===== The records =====

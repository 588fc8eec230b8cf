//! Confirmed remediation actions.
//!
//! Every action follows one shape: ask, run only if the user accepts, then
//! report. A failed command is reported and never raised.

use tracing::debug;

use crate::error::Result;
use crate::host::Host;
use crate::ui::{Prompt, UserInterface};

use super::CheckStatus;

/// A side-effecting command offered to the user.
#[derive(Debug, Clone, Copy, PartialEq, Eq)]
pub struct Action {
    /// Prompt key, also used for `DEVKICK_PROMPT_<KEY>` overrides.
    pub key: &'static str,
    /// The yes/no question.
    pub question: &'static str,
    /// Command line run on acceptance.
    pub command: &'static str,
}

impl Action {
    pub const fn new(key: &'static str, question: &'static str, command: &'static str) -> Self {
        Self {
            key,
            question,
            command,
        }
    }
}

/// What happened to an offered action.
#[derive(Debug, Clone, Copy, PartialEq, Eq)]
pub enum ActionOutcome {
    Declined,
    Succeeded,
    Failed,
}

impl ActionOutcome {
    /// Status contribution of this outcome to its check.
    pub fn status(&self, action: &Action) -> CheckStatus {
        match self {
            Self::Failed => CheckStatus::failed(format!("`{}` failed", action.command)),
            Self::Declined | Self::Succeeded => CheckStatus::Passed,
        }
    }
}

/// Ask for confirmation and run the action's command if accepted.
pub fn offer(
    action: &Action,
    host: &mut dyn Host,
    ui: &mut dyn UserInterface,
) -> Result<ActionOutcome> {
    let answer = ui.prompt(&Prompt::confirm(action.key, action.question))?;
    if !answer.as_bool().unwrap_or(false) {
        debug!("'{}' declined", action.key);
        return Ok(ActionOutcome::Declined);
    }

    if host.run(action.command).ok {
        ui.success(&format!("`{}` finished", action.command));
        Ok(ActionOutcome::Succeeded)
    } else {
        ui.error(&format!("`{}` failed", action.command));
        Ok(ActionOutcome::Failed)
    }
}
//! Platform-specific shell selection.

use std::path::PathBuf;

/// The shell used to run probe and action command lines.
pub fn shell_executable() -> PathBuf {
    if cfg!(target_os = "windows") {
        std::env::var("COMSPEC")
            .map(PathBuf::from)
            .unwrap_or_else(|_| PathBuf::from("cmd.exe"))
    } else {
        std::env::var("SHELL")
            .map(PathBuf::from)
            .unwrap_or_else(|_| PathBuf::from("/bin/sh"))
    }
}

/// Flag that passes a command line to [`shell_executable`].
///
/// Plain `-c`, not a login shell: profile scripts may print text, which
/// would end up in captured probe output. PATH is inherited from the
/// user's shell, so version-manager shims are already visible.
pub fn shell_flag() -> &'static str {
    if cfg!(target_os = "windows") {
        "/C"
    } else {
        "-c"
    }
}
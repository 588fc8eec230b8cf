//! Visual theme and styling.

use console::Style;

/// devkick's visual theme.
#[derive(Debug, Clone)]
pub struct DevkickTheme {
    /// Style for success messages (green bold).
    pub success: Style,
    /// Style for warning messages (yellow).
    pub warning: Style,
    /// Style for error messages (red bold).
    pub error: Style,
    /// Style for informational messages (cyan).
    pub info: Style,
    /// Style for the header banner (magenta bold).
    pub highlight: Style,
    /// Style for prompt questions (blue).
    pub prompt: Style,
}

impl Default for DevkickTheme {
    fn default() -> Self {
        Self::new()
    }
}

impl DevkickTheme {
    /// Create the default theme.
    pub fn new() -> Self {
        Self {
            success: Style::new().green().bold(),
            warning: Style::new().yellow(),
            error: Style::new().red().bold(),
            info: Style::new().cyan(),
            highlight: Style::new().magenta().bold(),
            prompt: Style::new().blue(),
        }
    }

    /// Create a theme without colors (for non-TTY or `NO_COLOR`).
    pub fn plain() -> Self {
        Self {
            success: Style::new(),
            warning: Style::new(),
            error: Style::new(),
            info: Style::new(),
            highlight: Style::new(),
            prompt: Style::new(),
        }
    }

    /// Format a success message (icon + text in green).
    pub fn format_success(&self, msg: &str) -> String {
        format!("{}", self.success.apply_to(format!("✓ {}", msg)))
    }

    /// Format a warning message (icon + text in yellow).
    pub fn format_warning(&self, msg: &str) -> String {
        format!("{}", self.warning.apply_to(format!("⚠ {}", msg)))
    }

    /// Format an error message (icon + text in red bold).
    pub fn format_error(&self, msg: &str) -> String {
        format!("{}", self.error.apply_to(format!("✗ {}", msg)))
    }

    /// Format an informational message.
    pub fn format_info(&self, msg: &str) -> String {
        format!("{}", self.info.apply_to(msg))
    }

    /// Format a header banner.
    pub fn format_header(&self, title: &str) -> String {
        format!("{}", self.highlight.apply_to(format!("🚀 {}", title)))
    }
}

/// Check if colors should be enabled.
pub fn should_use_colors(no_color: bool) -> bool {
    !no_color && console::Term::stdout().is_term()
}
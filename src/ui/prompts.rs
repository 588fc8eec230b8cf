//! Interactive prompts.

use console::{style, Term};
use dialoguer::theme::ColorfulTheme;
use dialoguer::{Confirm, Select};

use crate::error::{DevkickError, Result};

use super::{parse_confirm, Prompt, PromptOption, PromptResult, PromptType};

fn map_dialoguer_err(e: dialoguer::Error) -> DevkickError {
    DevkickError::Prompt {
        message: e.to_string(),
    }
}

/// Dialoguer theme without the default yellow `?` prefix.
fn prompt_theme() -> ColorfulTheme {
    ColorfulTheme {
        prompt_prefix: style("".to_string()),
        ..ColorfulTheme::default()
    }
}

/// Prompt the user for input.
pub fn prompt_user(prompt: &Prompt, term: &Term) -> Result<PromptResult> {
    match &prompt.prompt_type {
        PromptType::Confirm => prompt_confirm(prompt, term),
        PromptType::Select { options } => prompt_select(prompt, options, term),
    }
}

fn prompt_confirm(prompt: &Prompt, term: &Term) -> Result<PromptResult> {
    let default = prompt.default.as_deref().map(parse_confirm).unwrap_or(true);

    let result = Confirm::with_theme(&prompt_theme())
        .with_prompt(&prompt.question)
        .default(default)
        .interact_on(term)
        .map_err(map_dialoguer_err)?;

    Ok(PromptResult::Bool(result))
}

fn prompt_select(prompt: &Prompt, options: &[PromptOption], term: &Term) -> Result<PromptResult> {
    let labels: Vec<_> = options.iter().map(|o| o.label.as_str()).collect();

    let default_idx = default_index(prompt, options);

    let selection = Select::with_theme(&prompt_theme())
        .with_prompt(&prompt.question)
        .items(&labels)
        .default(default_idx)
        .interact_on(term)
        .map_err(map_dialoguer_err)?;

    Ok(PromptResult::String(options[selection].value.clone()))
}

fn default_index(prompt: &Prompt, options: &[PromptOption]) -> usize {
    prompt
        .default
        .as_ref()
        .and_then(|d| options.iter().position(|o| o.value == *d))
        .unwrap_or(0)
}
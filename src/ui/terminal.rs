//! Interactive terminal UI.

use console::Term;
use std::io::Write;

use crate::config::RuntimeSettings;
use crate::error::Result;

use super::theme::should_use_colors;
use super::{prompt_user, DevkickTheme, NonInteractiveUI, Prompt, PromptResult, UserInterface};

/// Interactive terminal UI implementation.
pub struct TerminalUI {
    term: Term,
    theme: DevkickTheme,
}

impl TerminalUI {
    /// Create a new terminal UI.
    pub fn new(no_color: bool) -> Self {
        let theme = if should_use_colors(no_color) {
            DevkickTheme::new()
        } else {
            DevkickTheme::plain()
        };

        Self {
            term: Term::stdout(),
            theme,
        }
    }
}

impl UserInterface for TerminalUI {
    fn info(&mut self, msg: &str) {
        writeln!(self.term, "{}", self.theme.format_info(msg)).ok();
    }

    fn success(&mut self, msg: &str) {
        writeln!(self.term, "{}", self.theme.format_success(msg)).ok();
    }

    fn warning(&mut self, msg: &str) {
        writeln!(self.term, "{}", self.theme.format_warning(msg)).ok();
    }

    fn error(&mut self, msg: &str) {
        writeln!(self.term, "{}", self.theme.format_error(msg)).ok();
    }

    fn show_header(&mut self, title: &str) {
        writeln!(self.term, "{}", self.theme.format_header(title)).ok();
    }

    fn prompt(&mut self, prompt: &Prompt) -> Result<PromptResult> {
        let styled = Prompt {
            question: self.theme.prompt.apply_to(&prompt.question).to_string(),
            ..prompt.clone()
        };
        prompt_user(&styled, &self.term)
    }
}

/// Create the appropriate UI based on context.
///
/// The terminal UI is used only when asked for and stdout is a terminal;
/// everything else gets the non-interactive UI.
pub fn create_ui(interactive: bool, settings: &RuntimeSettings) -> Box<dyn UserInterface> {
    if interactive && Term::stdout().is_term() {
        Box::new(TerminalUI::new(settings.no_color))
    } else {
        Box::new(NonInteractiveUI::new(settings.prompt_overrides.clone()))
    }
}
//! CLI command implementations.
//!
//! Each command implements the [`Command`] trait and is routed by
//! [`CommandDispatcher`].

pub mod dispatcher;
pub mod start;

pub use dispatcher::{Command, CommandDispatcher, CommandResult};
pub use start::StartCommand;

=====
===== The records =====

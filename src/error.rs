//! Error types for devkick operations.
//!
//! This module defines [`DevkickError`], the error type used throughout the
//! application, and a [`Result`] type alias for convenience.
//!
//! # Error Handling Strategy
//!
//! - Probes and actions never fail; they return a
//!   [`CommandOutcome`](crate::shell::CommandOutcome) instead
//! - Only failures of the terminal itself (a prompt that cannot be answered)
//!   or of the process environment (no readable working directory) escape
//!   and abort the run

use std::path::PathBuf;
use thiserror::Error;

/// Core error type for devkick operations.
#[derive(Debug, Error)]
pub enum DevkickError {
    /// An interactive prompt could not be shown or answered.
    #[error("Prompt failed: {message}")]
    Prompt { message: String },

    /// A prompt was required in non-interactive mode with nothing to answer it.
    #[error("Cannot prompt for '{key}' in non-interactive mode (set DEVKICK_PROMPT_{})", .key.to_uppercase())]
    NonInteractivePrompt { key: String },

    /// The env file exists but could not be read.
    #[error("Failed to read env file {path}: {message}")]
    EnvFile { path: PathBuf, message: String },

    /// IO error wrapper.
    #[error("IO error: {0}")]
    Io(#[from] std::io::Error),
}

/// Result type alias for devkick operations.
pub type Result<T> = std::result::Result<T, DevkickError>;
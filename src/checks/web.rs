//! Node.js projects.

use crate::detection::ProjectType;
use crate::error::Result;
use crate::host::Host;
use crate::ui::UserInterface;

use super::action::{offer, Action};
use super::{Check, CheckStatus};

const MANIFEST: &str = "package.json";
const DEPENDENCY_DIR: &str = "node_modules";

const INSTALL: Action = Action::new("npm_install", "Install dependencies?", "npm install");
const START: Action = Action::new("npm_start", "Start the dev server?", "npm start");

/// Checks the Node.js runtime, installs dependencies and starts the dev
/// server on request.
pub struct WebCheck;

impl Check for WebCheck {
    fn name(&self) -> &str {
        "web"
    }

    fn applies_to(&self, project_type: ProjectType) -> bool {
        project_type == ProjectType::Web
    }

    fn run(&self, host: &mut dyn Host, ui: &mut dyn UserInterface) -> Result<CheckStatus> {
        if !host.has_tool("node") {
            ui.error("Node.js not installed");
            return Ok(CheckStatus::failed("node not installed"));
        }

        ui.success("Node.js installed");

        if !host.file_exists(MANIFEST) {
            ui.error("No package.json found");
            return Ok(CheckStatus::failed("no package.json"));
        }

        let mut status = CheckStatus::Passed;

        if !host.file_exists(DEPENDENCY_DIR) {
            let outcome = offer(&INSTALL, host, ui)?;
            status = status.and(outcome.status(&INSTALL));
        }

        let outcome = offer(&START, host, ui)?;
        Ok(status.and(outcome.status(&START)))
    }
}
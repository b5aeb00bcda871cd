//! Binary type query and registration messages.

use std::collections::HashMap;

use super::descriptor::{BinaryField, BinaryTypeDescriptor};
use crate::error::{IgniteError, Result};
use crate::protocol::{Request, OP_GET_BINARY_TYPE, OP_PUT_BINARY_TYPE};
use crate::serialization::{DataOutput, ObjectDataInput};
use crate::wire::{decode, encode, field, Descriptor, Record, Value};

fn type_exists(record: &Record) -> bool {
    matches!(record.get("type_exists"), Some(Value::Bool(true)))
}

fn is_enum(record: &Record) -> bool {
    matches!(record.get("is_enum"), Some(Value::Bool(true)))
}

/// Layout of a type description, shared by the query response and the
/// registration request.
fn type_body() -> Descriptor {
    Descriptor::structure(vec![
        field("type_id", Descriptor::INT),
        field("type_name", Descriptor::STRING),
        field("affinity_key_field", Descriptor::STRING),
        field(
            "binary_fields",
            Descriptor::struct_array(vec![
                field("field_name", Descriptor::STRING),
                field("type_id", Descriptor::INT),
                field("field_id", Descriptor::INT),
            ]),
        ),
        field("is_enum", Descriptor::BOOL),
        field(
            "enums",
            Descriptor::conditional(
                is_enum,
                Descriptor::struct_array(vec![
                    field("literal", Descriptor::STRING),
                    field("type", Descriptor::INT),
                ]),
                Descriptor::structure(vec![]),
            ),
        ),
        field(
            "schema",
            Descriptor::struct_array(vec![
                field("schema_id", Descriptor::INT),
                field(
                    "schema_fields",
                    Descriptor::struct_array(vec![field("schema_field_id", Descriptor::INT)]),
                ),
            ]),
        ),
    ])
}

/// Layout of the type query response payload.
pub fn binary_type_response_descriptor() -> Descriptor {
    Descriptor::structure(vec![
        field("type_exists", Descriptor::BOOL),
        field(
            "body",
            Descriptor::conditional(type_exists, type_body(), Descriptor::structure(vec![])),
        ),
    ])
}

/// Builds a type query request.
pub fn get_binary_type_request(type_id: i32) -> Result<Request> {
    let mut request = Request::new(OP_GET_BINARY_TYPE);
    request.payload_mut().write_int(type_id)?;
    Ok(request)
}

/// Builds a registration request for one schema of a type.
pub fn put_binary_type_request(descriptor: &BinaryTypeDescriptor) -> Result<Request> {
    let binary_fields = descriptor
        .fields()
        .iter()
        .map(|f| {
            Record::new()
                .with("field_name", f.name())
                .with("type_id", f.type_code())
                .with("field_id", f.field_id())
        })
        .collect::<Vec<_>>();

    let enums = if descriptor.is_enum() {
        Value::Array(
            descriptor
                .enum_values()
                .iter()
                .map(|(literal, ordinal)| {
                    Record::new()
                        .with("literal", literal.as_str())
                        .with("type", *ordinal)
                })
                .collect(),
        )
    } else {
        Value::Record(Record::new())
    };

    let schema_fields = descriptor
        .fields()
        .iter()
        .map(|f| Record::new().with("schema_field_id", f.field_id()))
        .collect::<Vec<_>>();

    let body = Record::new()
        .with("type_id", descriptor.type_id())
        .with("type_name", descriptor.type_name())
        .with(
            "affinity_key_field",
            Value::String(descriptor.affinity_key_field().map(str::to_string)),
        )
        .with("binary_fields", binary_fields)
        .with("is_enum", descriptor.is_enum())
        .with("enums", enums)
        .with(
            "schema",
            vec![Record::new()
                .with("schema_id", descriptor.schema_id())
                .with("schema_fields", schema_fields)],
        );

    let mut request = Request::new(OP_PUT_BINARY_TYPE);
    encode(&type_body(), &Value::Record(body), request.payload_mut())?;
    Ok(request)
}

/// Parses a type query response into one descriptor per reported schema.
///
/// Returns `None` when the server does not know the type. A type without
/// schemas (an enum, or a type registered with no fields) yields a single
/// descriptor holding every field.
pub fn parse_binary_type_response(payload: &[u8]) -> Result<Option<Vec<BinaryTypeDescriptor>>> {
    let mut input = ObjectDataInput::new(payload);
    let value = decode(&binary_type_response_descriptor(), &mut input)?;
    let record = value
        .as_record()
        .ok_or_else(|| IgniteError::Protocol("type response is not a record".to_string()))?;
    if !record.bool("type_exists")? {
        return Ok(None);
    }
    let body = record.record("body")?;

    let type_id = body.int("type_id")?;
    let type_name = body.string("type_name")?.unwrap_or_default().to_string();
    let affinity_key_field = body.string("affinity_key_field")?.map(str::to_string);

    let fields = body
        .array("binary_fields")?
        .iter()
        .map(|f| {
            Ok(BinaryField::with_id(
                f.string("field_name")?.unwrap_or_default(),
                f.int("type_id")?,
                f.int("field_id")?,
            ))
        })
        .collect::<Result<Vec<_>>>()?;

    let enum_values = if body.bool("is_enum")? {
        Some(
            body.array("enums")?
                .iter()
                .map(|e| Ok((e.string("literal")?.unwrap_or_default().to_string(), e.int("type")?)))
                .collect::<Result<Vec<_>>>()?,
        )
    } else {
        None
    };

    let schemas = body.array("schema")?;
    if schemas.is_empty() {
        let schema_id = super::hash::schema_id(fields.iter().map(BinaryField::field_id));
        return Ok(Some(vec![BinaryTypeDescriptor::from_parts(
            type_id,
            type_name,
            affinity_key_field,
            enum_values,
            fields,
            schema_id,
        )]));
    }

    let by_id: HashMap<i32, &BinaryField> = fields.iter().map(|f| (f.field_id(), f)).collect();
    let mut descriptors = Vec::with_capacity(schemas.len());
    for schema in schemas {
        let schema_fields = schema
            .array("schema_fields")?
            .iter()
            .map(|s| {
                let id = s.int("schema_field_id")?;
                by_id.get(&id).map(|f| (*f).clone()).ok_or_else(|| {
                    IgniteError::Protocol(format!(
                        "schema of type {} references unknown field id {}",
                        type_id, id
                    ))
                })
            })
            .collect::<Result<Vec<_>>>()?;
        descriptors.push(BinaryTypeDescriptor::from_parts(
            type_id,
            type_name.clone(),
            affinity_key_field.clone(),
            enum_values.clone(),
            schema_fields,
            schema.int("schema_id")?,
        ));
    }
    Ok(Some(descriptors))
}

=====

Problem description: Within the entries above, find every line where the string "Succeeded" occurs, and copy it.

Output for this task:
    Succeeded,
            Self::Declined | Self::Succeeded => CheckStatus::Passed,
        Ok(ActionOutcome::Succeeded)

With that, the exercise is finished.